▶ Source data:
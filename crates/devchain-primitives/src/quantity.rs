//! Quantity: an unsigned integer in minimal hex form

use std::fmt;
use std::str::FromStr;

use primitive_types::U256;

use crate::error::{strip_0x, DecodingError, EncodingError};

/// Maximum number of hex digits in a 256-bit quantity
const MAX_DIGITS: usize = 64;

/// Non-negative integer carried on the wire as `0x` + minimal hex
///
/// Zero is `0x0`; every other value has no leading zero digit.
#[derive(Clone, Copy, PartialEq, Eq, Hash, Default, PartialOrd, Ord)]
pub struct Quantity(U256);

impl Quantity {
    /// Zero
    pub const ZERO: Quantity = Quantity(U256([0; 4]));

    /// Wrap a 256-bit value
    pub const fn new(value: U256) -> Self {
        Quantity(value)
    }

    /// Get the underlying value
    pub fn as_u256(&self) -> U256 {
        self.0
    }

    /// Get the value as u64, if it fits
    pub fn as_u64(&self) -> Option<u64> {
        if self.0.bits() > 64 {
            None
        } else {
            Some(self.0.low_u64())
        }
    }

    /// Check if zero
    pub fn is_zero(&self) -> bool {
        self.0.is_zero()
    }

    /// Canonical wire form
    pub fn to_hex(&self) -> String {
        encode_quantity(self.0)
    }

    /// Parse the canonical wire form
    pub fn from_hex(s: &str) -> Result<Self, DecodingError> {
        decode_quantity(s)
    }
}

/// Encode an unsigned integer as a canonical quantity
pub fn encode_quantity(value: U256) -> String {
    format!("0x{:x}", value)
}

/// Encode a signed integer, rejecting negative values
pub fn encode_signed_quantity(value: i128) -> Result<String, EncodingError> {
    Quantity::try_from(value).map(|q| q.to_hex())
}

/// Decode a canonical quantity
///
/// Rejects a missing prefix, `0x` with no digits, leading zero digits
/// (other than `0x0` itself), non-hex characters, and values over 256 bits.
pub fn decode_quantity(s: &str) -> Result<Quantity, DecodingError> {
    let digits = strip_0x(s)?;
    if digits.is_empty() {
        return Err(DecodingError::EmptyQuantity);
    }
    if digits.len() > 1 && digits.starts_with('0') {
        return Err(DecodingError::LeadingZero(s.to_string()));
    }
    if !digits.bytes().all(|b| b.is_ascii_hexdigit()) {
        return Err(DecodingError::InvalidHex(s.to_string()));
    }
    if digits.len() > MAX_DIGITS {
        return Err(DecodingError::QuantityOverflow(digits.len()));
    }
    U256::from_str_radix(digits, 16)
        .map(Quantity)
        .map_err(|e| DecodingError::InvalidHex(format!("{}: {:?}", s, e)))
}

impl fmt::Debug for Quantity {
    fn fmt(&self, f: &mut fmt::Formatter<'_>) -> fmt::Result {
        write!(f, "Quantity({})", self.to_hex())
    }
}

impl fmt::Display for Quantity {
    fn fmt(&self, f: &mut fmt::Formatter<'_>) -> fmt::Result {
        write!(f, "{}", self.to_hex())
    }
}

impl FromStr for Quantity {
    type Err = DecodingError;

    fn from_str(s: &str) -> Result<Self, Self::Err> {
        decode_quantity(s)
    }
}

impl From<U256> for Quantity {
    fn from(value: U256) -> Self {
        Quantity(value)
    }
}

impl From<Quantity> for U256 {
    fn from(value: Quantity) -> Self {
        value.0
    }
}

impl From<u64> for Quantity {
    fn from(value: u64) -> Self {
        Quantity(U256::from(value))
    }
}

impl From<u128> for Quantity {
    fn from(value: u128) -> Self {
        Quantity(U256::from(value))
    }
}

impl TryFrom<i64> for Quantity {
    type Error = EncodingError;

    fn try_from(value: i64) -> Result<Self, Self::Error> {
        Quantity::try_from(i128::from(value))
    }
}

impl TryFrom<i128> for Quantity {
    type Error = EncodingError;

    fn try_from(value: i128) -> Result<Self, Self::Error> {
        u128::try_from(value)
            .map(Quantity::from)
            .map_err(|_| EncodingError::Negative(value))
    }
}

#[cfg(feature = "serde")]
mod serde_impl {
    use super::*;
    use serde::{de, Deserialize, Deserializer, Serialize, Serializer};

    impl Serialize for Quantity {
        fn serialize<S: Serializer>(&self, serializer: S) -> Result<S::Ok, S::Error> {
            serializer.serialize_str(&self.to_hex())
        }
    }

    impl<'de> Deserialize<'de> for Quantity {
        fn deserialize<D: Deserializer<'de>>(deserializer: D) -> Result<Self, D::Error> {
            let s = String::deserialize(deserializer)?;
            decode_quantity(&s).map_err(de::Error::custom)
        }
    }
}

▶ Your objective: Scan the listing for the word "other". Copy every line in which it appears.

▶ Solution:
/// Zero is `0x0`; every other value has no leading zero digit.
/// (other than `0x0` itself), non-hex characters, and values over 256 bits.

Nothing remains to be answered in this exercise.